Has anyone seen, Godot? I’m waiting–probably at the crossroads listening to Robert Johnson.

The First Hard Christmas

The arrival was not expected, but should not have been a surprise. Anyone who sails the waters of life without encountering strong tides, high waves, and big storms is surely bundled in an illusion sans windows. After decades of running with the tides, under full sails, with 80 feet at the waterline, the storms of life’s autumn slammed the beam, rolled the ship to 45 degrees, and shredded a sail or two.

Christmas came and the joy did not descend. Instead the dark squalls that had always been on a far horizon were no longer in the distance. The memories of my Dad and the things he loved washed over the bow. At the launch of the Christmas season, he would always perk up when he heard “Silver Bells” often indulging in his own rendition. While his voice reminded no one of Caruso, it was filled with authentic joy. My memory and deep seated bias believes it was his favorite secular expression of the holiday.

With the bow plunging under these old heavy waves, the wind shifted and began to howl from the reality of how far from familiar shores we sailed in retirement. Friends who had long helped tack the vessel to avoid or escape foul weather were no longer near. The tapping of a modern e-mail S.O.S. was not producing the usual results. Distance seemed to stymie their rescue cutters. Try as they might; the gale spun from deep sources; reduced steerage. The sky darkened.

Then, the rogue wave that all mariners fear slammed the beam. The reality that health is not guaranteed, and some illnesses have no cure sent captain and equipment skimming across the deck. Hanging on the port rail with a view of the Deep that no voyager cares to explore the season seemed to fade into the gray-black of the storm. Doubts about Christmas in Davey Jones’ locker took the sound of creaking rigging.

Yet, a key to successful open water navigation is to understand the difference between cyclonic storms and squalls. Squalls can be handled with the agility of hope, and by rallying all hands on deck to man the pumps and shift cargo to right the ship. And so it was with the first hard Christmas. The S.O.S.’s were answered with hope. The season is not the whole voyage, and love repairs the sails and all other damage.

One nasty squall does not define the voyage. Gracias, mi Amour, y mis amigos y amigas. (December 2018)

July Is The Hardest Beautiful Month

Once July was the glorious middle of summer. Spectacular days of heat and humidity offset by baseball, then tennis, then bicycle racing. Baseball held first place for decades. Green grass, red clay, uniforms much too hot for the Gulf Coast humidity all meshed to make the world a wonderful place. The environmental cocktail was stirred into great sweetness by time with my Dad. He loved the game. He knew the game. A sacrifice bunt was more important than a strikeout trying to hit a homerun. Hitting behind the runner was a blessed skill, not a mark of shame because the launch angle was low. Pitching was a skill; throwing was a genetic gift. Even as the Alzheimer’s ate his cognition he watched and loved the game. July 1, 2015, ended his season forever.

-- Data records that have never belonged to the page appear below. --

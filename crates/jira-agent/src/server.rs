//! HTTP facade for the ticketing agent.
//!
//! Thin JSON endpoints over [`JiraClient`]. Failures from the Atlassian
//! API are converted into structured error bodies at this boundary.

use std::sync::Arc;

use axum::{
    body::Bytes,
    extract::{Path, State},
    http::StatusCode,
    response::IntoResponse,
    routing::{get, post},
    Json, Router,
};
use serde::{Deserialize, Serialize};
use tower_http::trace::TraceLayer;
use tracing::info;

use protocol::{AgentCard, AgentSkill, AGENT_CARD_PATH};

use crate::client::{CreatedIssue, JiraClient, JiraError};
use crate::config::JiraConfig;

/// Shared state for the ticketing facade.
pub struct AppState {
    /// Atlassian API client
    pub jira: JiraClient,
    /// Agent configuration
    pub config: JiraConfig,
}

/// Build the agent's router.
pub fn build_router(state: Arc<AppState>) -> Router {
    Router::new()
        .route(AGENT_CARD_PATH, get(agent_card_handler))
        .route("/issues", post(create_issue_handler))
        .route("/issues/{key}/comments", post(comment_handler))
        .route("/issues/{key}/close", post(close_handler))
        .layer(TraceLayer::new_for_http())
        .with_state(state)
}

/// Request body for issue creation.
#[derive(Debug, Deserialize)]
pub struct CreateIssueRequest {
    /// Project key; the configured default when absent
    pub project: Option<String>,
    /// One-line summary
    pub summary: String,
    /// Plain-text description
    pub description: String,
}

/// Request body for commenting.
#[derive(Debug, Deserialize)]
pub struct CommentRequest {
    /// Comment text
    pub comment: String,
}

/// Request body for closing; the comment is optional.
#[derive(Debug, Default, Deserialize)]
pub struct CloseRequest {
    /// Final comment to leave before closing
    pub comment: Option<String>,
}

impl CloseRequest {
    /// Lenient parse: a missing or malformed body closes without a
    /// comment rather than rejecting the request.
    fn from_body(body: &Bytes) -> Self {
        serde_json::from_slice(body).unwrap_or_default()
    }
}

/// Status acknowledgement body.
#[derive(Debug, Serialize)]
struct StatusResponse {
    status: &'static str,
}

/// JSON error body returned for any facade-level failure.
#[derive(Debug, Serialize)]
struct ErrorResponse {
    error: String,
}

/// Facade-level error: always a 500 with a structured body.
#[derive(Debug)]
pub struct ApiError(String);

impl std::fmt::Display for ApiError {
    fn fmt(&self, f: &mut std::fmt::Formatter<'_>) -> std::fmt::Result {
        f.write_str(&self.0)
    }
}

impl From<JiraError> for ApiError {
    fn from(err: JiraError) -> Self {
        Self(err.to_string())
    }
}

impl IntoResponse for ApiError {
    fn into_response(self) -> axum::response::Response {
        (
            StatusCode::INTERNAL_SERVER_ERROR,
            Json(ErrorResponse { error: self.0 }),
        )
            .into_response()
    }
}

/// Serve the static capability descriptor.
async fn agent_card_handler(State(state): State<Arc<AppState>>) -> Json<AgentCard> {
    Json(AgentCard {
        name: "jira_agent".to_string(),
        description: "JIRA agent for issue management via Atlassian REST API".to_string(),
        url: state.config.public_url.clone(),
        skills: vec![
            AgentSkill::new("create_issue", "Create JIRA issue"),
            AgentSkill::new("update_issue", "Update JIRA issue with comment"),
            AgentSkill::new("close_issue", "Close JIRA issue"),
        ],
    })
}

/// Create a new issue.
async fn create_issue_handler(
    State(state): State<Arc<AppState>>,
    Json(request): Json<CreateIssueRequest>,
) -> Result<Json<CreatedIssue>, ApiError> {
    let project = request
        .project
        .unwrap_or_else(|| state.config.default_project.clone());
    info!(%project, summary = %request.summary, "issue creation requested");

    let created = state
        .jira
        .create_issue(&project, &request.summary, &request.description)
        .await?;
    Ok(Json(created))
}

/// Comment on an existing issue.
async fn comment_handler(
    State(state): State<Arc<AppState>>,
    Path(key): Path<String>,
    Json(request): Json<CommentRequest>,
) -> Result<Json<StatusResponse>, ApiError> {
    state.jira.add_comment(&key, &request.comment).await?;
    Ok(Json(StatusResponse {
        status: "comment_added",
    }))
}

/// Close an issue, optionally leaving a final comment.
async fn close_handler(
    State(state): State<Arc<AppState>>,
    Path(key): Path<String>,
    body: Bytes,
) -> Result<Json<StatusResponse>, ApiError> {
    let request = CloseRequest::from_body(&body);
    state
        .jira
        .close_issue(&key, request.comment.as_deref())
        .await?;
    Ok(Json(StatusResponse { status: "closed" }))
}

The All England Lawn Tennis and Croquet Club opens its doors to “The Championships” in July. White clothes on lawns of green, white cream on red strawberries, and brilliant tennis. The sound of compressed pneumatic spheres rifling through the hushed whispers of the worshiping spectators. Tennis became the silver medalist of July affections. My mother tried to help me play. She had sweet memories of the PE teacher in a rural school who introduced her to the game, but work and funding were insurmountable obstacles. Not until college did our joint efforts bear fruit. She presented me with my first racquet and my first set of real tennis clothes. She always asked about my game even though she never had the opportunity to see me compete. July 5, 2019, ended her chances, but she had come to know how much I the game.

Twenty plus years into what some would consider a misspent sojourn through extended degrees in history the Tour de France exploded into my being. Unfettered by most societal expectations while on a bicycle blasting through open spaces, enduring the pain of climbs cleansed body, mind, and soul. Watching those whose pain, endurance, and speed was greater by a quantum factor brought an exotic element into a mundane existence. July 2019, the cleansing pain is no more, just the pain. Handfuls of pills rather than pedal strokes mark the miles.

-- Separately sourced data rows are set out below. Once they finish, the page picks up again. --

//! Atlassian REST API v3 client.
//!
//! Covers exactly what the harness needs: issue creation, comments, and
//! the transition dance required to close an issue (list the available
//! workflow transitions, pick the one leading to Done, apply it).

use serde::{Deserialize, Serialize};
use serde_json::{json, Value};
use thiserror::Error;
use tracing::{debug, info};

use crate::config::JiraConfig;

/// Errors from the Atlassian API.
#[derive(Debug, Error)]
pub enum JiraError {
    /// Transport-level failure
    #[error("JIRA request failed: {0}")]
    Http(#[from] reqwest::Error),

    /// The API answered with a non-success status
    #[error("JIRA API error ({status}): {body}")]
    Api {
        /// HTTP status returned
        status: reqwest::StatusCode,
        /// Response body for context
        body: String,
    },

    /// The issue's workflow has no transition to Done
    #[error("no Done transition available for {issue}")]
    NoDoneTransition {
        /// Issue that could not be closed
        issue: String,
    },
}

/// A freshly created issue, echoed back to facade callers.
#[derive(Debug, Clone, Serialize, Deserialize)]
pub struct CreatedIssue {
    /// Issue key, e.g. `KAN-42`
    pub key: String,
    /// Numeric issue id
    pub id: String,
}

#[derive(Debug, Deserialize)]
struct TransitionsResponse {
    transitions: Vec<Transition>,
}

#[derive(Debug, Deserialize)]
struct Transition {
    id: String,
    name: String,
    to: TransitionTarget,
}

#[derive(Debug, Deserialize)]
struct TransitionTarget {
    name: String,
}

/// Client for the Atlassian REST API v3.
#[derive(Debug, Clone)]
pub struct JiraClient {
    config: JiraConfig,
    client: reqwest::Client,
}

impl JiraClient {
    /// Create a new client for the given configuration.
    ///
    /// # Panics
    /// Panics if the HTTP client cannot be created.
    #[must_use]
    pub fn new(config: JiraConfig) -> Self {
        let client = reqwest::Client::builder()
            .timeout(std::time::Duration::from_secs(config.timeout_secs))
            .build()
            .expect("Failed to create HTTP client");

        Self { config, client }
    }

    /// Create a Bug issue in the given project.
    pub async fn create_issue(
        &self,
        project: &str,
        summary: &str,
        description: &str,
    ) -> Result<CreatedIssue, JiraError> {
        let url = format!("{}/rest/api/3/issue", self.config.api_base());
        let payload = json!({
            "fields": {
                "project": { "key": project },
                "summary": summary,
                "description": adf_document(description),
                "issuetype": { "name": "Bug" }
            }
        });

        debug!(%project, %summary, "creating issue");
        let response = self.post_json(&url, &payload).await?;
        let created: CreatedIssue = response.json().await?;
        info!(key = %created.key, "issue created");
        Ok(created)
    }

    /// Add a comment to an issue.
    pub async fn add_comment(&self, issue_key: &str, text: &str) -> Result<(), JiraError> {
        let url = format!(
            "{}/rest/api/3/issue/{issue_key}/comment",
            self.config.api_base()
        );
        let payload = json!({ "body": adf_document(text) });

        debug!(%issue_key, "adding comment");
        self.post_json(&url, &payload).await?;
        Ok(())
    }

    /// Close an issue: optionally leave a final comment, then apply the
    /// workflow transition leading to Done.
    pub async fn close_issue(
        &self,
        issue_key: &str,
        comment: Option<&str>,
    ) -> Result<(), JiraError> {
        if let Some(text) = comment.filter(|text| !text.is_empty()) {
            self.add_comment(issue_key, text).await?;
        }

        let url = format!(
            "{}/rest/api/3/issue/{issue_key}/transitions",
            self.config.api_base()
        );

        let response = self
            .client
            .get(&url)
            .basic_auth(&self.config.email, Some(&self.config.api_token))
            .send()
            .await?;
        let response = check_status(response).await?;
        let listing: TransitionsResponse = response.json().await?;

        let done = listing
            .transitions
            .iter()
            .find(|t| {
                t.name.eq_ignore_ascii_case("done") || t.to.name.eq_ignore_ascii_case("done")
            })
            .ok_or_else(|| JiraError::NoDoneTransition {
                issue: issue_key.to_string(),
            })?;

        debug!(%issue_key, transition = %done.id, "applying Done transition");
        self.post_json(&url, &json!({ "transition": { "id": done.id } }))
            .await?;
        info!(%issue_key, "issue closed");
        Ok(())
    }

    /// POST a JSON payload with basic auth, surfacing non-success bodies.
    async fn post_json(&self, url: &str, payload: &Value) -> Result<reqwest::Response, JiraError> {
        let response = self
            .client
            .post(url)
            .basic_auth(&self.config.email, Some(&self.config.api_token))
            .json(payload)
            .send()
            .await?;
        check_status(response).await
    }
}

/// Surface a non-success response as an API error carrying the body.
async fn check_status(response: reqwest::Response) -> Result<reqwest::Response, JiraError> {
    let status = response.status();
    if status.is_success() {
        return Ok(response);
    }
    let body = response.text().await.unwrap_or_default();
    Err(JiraError::Api { status, body })
}

/// Minimal Atlassian Document Format body: one paragraph of plain text.
fn adf_document(text: &str) -> Value {
    json!({
        "type": "doc",
        "version": 1,
        "content": [{
            "type": "paragraph",
            "content": [{ "type": "text", "text": text }]
        }]
    })
}

#[cfg(test)]
mod tests {
    use super::*;
    use wiremock::matchers::{body_partial_json, header_exists, method, path};
    use wiremock::{Mock, MockServer, ResponseTemplate};

    fn client_for(server: &MockServer) -> JiraClient {
        JiraClient::new(JiraConfig {
            base_url: server.uri(),
            email: "dev@example.com".to_string(),
            api_token: "token".to_string(),
            default_project: "KAN".to_string(),
            public_url: String::new(),
            timeout_secs: 5,
        })
    }

    #[test]
    fn adf_document_wraps_text_in_paragraph() {
        let doc = adf_document("hello");
        assert_eq!(doc["type"], "doc");
        assert_eq!(doc["content"][0]["content"][0]["text"], "hello");
    }

    #[tokio::test]
    async fn create_issue_posts_adf_payload() {
        let server = MockServer::start().await;
        Mock::given(method("POST"))
            .and(path("/rest/api/3/issue"))
            .and(header_exists("authorization"))
            .and(body_partial_json(json!({
                "fields": {
                    "project": { "key": "KAN" },
                    "summary": "Pod broken-image-pod issue",
                    "issuetype": { "name": "Bug" }
                }
            })))
            .respond_with(
                ResponseTemplate::new(201).set_body_json(json!({ "key": "KAN-7", "id": "10007" })),
            )
            .expect(1)
            .mount(&server)
            .await;

        let created = client_for(&server)
            .create_issue("KAN", "Pod broken-image-pod issue", "details")
            .await
            .unwrap();
        assert_eq!(created.key, "KAN-7");
        assert_eq!(created.id, "10007");
    }

    #[tokio::test]
    async fn create_issue_surfaces_api_error_body() {
        let server = MockServer::start().await;
        Mock::given(method("POST"))
            .and(path("/rest/api/3/issue"))
            .respond_with(
                ResponseTemplate::new(400).set_body_string(r#"{"errors":{"project":"invalid"}}"#),
            )
            .mount(&server)
            .await;

        let err = client_for(&server)
            .create_issue("NOPE", "s", "d")
            .await
            .unwrap_err();
        match err {
            JiraError::Api { status, body } => {
                assert_eq!(status.as_u16(), 400);
                assert!(body.contains("invalid"));
            }
            other => panic!("expected Api error, got {other}"),
        }
    }

    #[tokio::test]
    async fn close_issue_applies_done_transition() {
        let server = MockServer::start().await;
        Mock::given(method("GET"))
            .and(path("/rest/api/3/issue/KAN-7/transitions"))
            .respond_with(ResponseTemplate::new(200).set_body_json(json!({
                "transitions": [
                    { "id": "11", "name": "In Progress", "to": { "name": "In Progress" } },
                    { "id": "31", "name": "Finish", "to": { "name": "Done" } }
                ]
            })))
            .mount(&server)
            .await;
        Mock::given(method("POST"))
            .and(path("/rest/api/3/issue/KAN-7/transitions"))
            .and(body_partial_json(json!({ "transition": { "id": "31" } })))
            .respond_with(ResponseTemplate::new(204))
            .expect(1)
            .mount(&server)
            .await;

        client_for(&server).close_issue("KAN-7", None).await.unwrap();
    }

    #[tokio::test]
    async fn close_issue_comments_first_when_given_one() {
        let server = MockServer::start().await;
        Mock::given(method("POST"))
            .and(path("/rest/api/3/issue/KAN-7/comment"))
            .and(body_partial_json(json!({
                "body": { "type": "doc", "version": 1 }
            })))
            .respond_with(ResponseTemplate::new(201).set_body_json(json!({})))
            .expect(1)
            .mount(&server)
            .await;
        Mock::given(method("GET"))
            .and(path("/rest/api/3/issue/KAN-7/transitions"))
            .respond_with(ResponseTemplate::new(200).set_body_json(json!({
                "transitions": [{ "id": "31", "name": "Done", "to": { "name": "Done" } }]
            })))
            .mount(&server)
            .await;
        Mock::given(method("POST"))
            .and(path("/rest/api/3/issue/KAN-7/transitions"))
            .respond_with(ResponseTemplate::new(204))
            .mount(&server)
            .await;

        client_for(&server)
            .close_issue("KAN-7", Some("resolved"))
            .await
            .unwrap();
    }

    #[tokio::test]
    async fn close_issue_without_done_transition_fails() {
        let server = MockServer::start().await;
        Mock::given(method("GET"))
            .and(path("/rest/api/3/issue/KAN-9/transitions"))
            .respond_with(ResponseTemplate::new(200).set_body_json(json!({
                "transitions": [{ "id": "11", "name": "Start", "to": { "name": "In Progress" } }]
            })))
            .mount(&server)
            .await;

        let err = client_for(&server)
            .close_issue("KAN-9", None)
            .await
            .unwrap_err();
        assert!(matches!(err, JiraError::NoDoneTransition { .. }));
    }
}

The mind and soul still revel in the old pursuits. The grass is still sweet; reverberations of balls against wood and strings still stir the soul; and grimaces on the ascent of the Alp d’Huez still generate awe and empathy. Yet, the context is altered. Casey has struck out; the serve is out; and the tire is flat. What remains are the beautiful memories of how my parents gave me a world in which the variety of July will always be glorious. For each tinge of pain that comes with loss and aging is a translucent window into a moment with one or both of my parents.

July is now the hardest month, but it is still the glorious moment of life every year.

The Old Man’s Great Gift: Part 5 (“It’s funny. . . .”)

Father’s Day 2019

In The Old Man and The Boy the Boy said: “It’s funny the things you remember, isn’t it?”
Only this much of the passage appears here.